Marc nos invita a tomar cerveza al pueblo. Después de cuatro meses, saldremos de nuevo al pleno frío de la noche. Debemos ir bien abrigados. Cuidarnos la respiración.
Toda la tarde ha hecho un sol impresionante. Esperamos entonces a que baje un poco la chispa y aprovechamos para ir tomando fotos.
En cuestión de dos o tres días, el camino veredal ha pasado del barro y los charcos más absolutos a la resequedad total. Cada moto que pasa deja tras de sí una nube de polvo amarillento.
Una hora después, llegamos al Carmen. Los últimos rayos de sol resplandecen en un par de nubes lejanas. Llamamos a Marc para contarle que ya estamos en el pueblo y quedamos de vernos en el Paraíso.
Lo mejor del Paraíso son los bafles que hay afuera y que nunca deja de sonar la música. Hoy, sin ir más lejos, nos recibe con Dire Straits.
Cata y yo pedimos un litro de Águila y dos vasos de vidrio y nos sentamos en la mesa de la esquina. Al rato aparece Marc, al fondo de la cuadra.
Me paro a pedir un vaso para Marc y aprovecho para traer otro litro. Al regresar a la mesa, siento de repente la noche, como si acabara de caer toda entera. De golpe.
Es extraño sentirse desacostumbrado a las estrellas, al viento frío, a la luz de las calles, al movimiento incesante de un viernes…
Tras varios litros de cerveza, pedimos un cuarto de aguardiente para combatir el frío. Para entonces, hemos pasado por una tanda horrible de Héroes del Silencio. Luego, sin embargo, la música mejoró: Sabú, Peter Gabriel, La Guardia, Cinderella…
Entretanto, hemos repasado sitios de Medellín a los que no vamos hace tiempo. Bares que ya no están, bares que no sabemos si están, pero sobre todo parques en los que antes se podía tomar cerveza tranquilo y en los que ahora, por el contrario, uno termina echado por la policía. Hablamos también de bares que se mantienen vacíos, de esos que nadie entiende cómo sobreviven. Ah, y también de tiendas para tomar cerveza.
Después de darle mate a un segundo cuarto de aguardiente, pagamos la cuenta y nos vamos para Bohemia, donde solo alcanzamos a tomarnos una cerveza, antes de que cierren. Por lo visto, el tiempo va de salto en salto.
Desde que tuvimos el virus, los recuerdos con trago se diluyen mucho más de lo habitual. Recuerdo de pronto que vamos a comprar cerveza a una tienda que no sabría ubicar y que luego terminamos frente a la Casa de la Cultura con unos amigos de Marc. Recuerdo que Catalina consigue un skate prestado y que termina en el suelo. Recuerdo que vamos caminando por ahí, que todo está cerrado.

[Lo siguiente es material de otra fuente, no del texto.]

//! Test doubles for agents, services and middleware.

use async_trait::async_trait;
use parking_lot::Mutex;
use std::sync::Arc;
use std::time::Duration;

use crate::agents::{lifecycle, Agent, ServiceCall};
use crate::context::{Context, Payload};
use crate::core::RetryPolicy;
use crate::errors::AgentflowError;
use crate::middleware::Middleware;

/// An agent that records calls and returns a configurable payload.
#[derive(Debug)]
pub struct MockAgent {
    name: String,
    output: Mutex<Payload>,
    delay: Option<Duration>,
    call_count: Mutex<usize>,
    inputs: Mutex<Vec<Payload>>,
}

impl MockAgent {
    /// Creates a mock returning `output`.
    pub fn new(name: impl Into<String>, output: impl Into<Payload>) -> Self {
        Self {
            name: name.into(),
            output: Mutex::new(output.into()),
            delay: None,
            call_count: Mutex::new(0),
            inputs: Mutex::new(Vec::new()),
        }
    }

    /// Sleeps before answering.
    #[must_use]
    pub fn with_delay(mut self, delay: Duration) -> Self {
        self.delay = Some(delay);
        self
    }

    /// Sets the payload to return.
    pub fn set_output(&self, output: impl Into<Payload>) {
        *self.output.lock() = output.into();
    }

    /// Returns the number of times the agent ran.
    #[must_use]
    pub fn call_count(&self) -> usize {
        *self.call_count.lock()
    }

    /// Returns the payloads the agent received.
    #[must_use]
    pub fn recorded_inputs(&self) -> Vec<Payload> {
        self.inputs.lock().clone()
    }
}

#[async_trait]
impl Agent for MockAgent {
    fn name(&self) -> &str {
        &self.name
    }

    fn estimated_execution_time(&self) -> Duration {
        self.delay.unwrap_or_default()
    }

    async fn handle(&self, ctx: Context) -> Result<Context, AgentflowError> {
        if let Some(delay) = self.delay {
            tokio::time::sleep(delay).await;
        }
        *self.call_count.lock() += 1;
        self.inputs.lock().push(ctx.payload().clone());
        let output = self.output.lock().clone();
        Ok(ctx.with_payload(output))
    }
}

/// An agent that fails.
///
/// By default the failure goes through the base lifecycle and ends up as a
/// context error. [`FailingAgent::raising`] returns `Err` from `invoke`
/// instead, exercising the mediator's middleware error path.
#[derive(Debug)]
pub struct FailingAgent {
    name: String,
    message: String,
    raise: bool,
    succeed_after: Option<usize>,
    attempts: Mutex<usize>,
}

impl FailingAgent {
    /// Creates an agent whose `handle` always fails.
    pub fn new(name: impl Into<String>, message: impl Into<String>) -> Self {
        Self {
            name: name.into(),
            message: message.into(),
            raise: false,
            succeed_after: None,
            attempts: Mutex::new(0),
        }
    }

    /// Creates an agent whose `invoke` returns `Err`.
    pub fn raising(name: impl Into<String>, message: impl Into<String>) -> Self {
        Self {
            raise: true,
            ..Self::new(name, message)
        }
    }

    /// Fails the first `failures` attempts, then passes the context through.
    #[must_use]
    pub fn succeed_after(mut self, failures: usize) -> Self {
        self.succeed_after = Some(failures);
        self
    }

    /// Returns the number of attempts.
    #[must_use]
    pub fn attempts(&self) -> usize {
        *self.attempts.lock()
    }

    fn attempt(&self) -> Result<(), AgentflowError> {
        let mut attempts = self.attempts.lock();
        *attempts += 1;
        match self.succeed_after {
            Some(failures) if *attempts > failures => Ok(()),
            _ => Err(AgentflowError::execution(&self.name, &self.message)),
        }
    }
}

#[async_trait]
impl Agent for FailingAgent {
    fn name(&self) -> &str {
        &self.name
    }

    fn retry_policy(&self) -> RetryPolicy {
        RetryPolicy::new().with_base_delay_ms(1)
    }

    async fn handle(&self, ctx: Context) -> Result<Context, AgentflowError> {
        self.attempt()?;
        Ok(ctx)
    }

    async fn invoke(&self, ctx: Context) -> Result<Context, AgentflowError> {
        if self.raise {
            self.attempt()?;
            return Ok(ctx);
        }
        Ok(lifecycle::run(self, ctx).await)
    }
}

/// A service call that counts invocations.
#[derive(Debug)]
pub struct CountingServiceCall {
    name: String,
    result: Result<Payload, String>,
    calls: Mutex<usize>,
}

impl CountingServiceCall {
    /// A call that always succeeds with `output`.
    pub fn succeeding(name: impl Into<String>, output: impl Into<Payload>) -> Self {
        Self {
            name: name.into(),
            result: Ok(output.into()),
            calls: Mutex::new(0),
        }
    }

    /// A call that always fails with a transport error.
    pub fn failing(name: impl Into<String>, message: impl Into<String>) -> Self {
        Self {
            name: name.into(),
            result: Err(message.into()),
            calls: Mutex::new(0),
        }
    }

    /// Returns the number of calls.
    #[must_use]
    pub fn call_count(&self) -> usize {
        *self.calls.lock()
    }
}

#[async_trait]
impl ServiceCall for CountingServiceCall {
    fn service_name(&self) -> &str {
        &self.name
    }

    async fn call(&self, _input: &Payload) -> Result<Payload, AgentflowError> {
        *self.calls.lock() += 1;
        self.result
            .clone()
            .map_err(|message| AgentflowError::transport(None, message))
    }
}

/// Shared log written by [`RecordingMiddleware`].
pub type MiddlewareLog = Arc<Mutex<Vec<String>>>;

/// Middleware that records `before:<name>`, `after:<name>` and
/// `on_error:<name>` into a shared log.
#[derive(Debug)]
pub struct RecordingMiddleware {
    name: String,
    priority: i32,
    log: MiddlewareLog,
    skip_tag: Option<String>,
    recovers: bool,
}

impl RecordingMiddleware {
    /// Creates an empty shared log.
    #[must_use]
    pub fn shared_log() -> MiddlewareLog {
        Arc::new(Mutex::new(Vec::new()))
    }

    /// Creates recording middleware.
    pub fn new(name: impl Into<String>, priority: i32, log: MiddlewareLog) -> Self {
        Self {
            name: name.into(),
            priority,
            log,
            skip_tag: None,
            recovers: false,
        }
    }

    /// Declines to run when the context carries `tag`.
    #[must_use]
    pub fn skip_when_tagged(mut self, tag: impl Into<String>) -> Self {
        self.skip_tag = Some(tag.into());
        self
    }

    /// Handles errors by tagging the context `recovered`.
    #[must_use]
    pub fn recovering(mut self) -> Self {
        self.recovers = true;
        self
    }

    fn record(&self, phase: &str) {
        self.log.lock().push(format!("{phase}:{}", self.name));
    }
}

#[async_trait]
impl Middleware for RecordingMiddleware {
    fn name(&self) -> &str {
        &self.name
    }

    fn priority(&self) -> i32 {
        self.priority
    }

    fn should_run(&self, _agent: &dyn Agent, ctx: &Context) -> bool {
        self.skip_tag.as_deref().map_or(true, |tag| !ctx.has_tag(tag))
    }

    async fn before(&self, ctx: Context, _agent: &dyn Agent) -> Context {
        self.record("before");
        ctx
    }

    async fn after(&self, _input: &Context, _agent: &dyn Agent, result: Context) -> Context {
        self.record("after");
        result
    }

    async fn on_error(
        &self,
        ctx: &Context,
        _agent: &dyn Agent,
        _error: &AgentflowError,
    ) -> Option<Context> {
        self.record("on_error");
        self.recovers.then(|| ctx.with_tag("recovered"))
    }
}

#[cfg(test)]
mod tests {
    use super::*;

    #[tokio::test]
    async fn test_mock_agent_records_calls() {
        let agent = MockAgent::new("mock", "out");
        let result = agent.invoke(Context::new("in")).await.unwrap();

        assert_eq!(result.payload(), &Payload::from("out"));
        assert_eq!(agent.call_count(), 1);
        assert_eq!(agent.recorded_inputs(), vec![Payload::from("in")]);
    }

    #[tokio::test]
    async fn test_failing_agent_modes() {
        let lifecycle_failure = FailingAgent::new("f", "boom")
            .invoke(Context::new(1))
            .await
            .unwrap();
        assert!(lifecycle_failure.has_errors());

        let raised = FailingAgent::raising("f", "boom").invoke(Context::new(1)).await;
        assert!(raised.is_err());
    }

    #[tokio::test]
    async fn test_failing_agent_recovers_after_attempts() {
        let agent = FailingAgent::raising("f", "boom").succeed_after(1);
        assert!(agent.invoke(Context::new(1)).await.is_err());
        assert!(agent.invoke(Context::new(1)).await.is_ok());
        assert_eq!(agent.attempts(), 2);
    }

    #[tokio::test]
    async fn test_counting_service_call() {
        let call = CountingServiceCall::failing("geo", "down");
        assert!(call.call(&Payload::Null).await.is_err());
        assert_eq!(call.call_count(), 1);
    }
}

Los taxis andan escasos y pretenden cobrar más de la cuenta. Finalmente conseguimos uno de precio más normal y quedamos de hablar con Marc al día siguiente.
Salimos por la vía al Santuario y el carro nos hace brincar en todas las direcciones posibles. Nada raro. Después de todo, el invierno no hizo más que abrir nuevos baches y agravar los que ya estaban. Mientras tanto, las lámparas del alumbrado público dan vueltas y vueltas sobre nuestras cabezas.
Tomamos el camino de la vereda y nos zambullimos de inmediato en una oscuridad profunda. Seguimos saltando en todas las direcciones y la marcha se hace cada vez más lenta.
Al día siguiente, no hallamos ningún recuerdo intermedio entre esa gran mancha negra que todo lo cubre y el momento en que abrimos los ojos en la cama. Afortunadamente, sin ninguna novedad.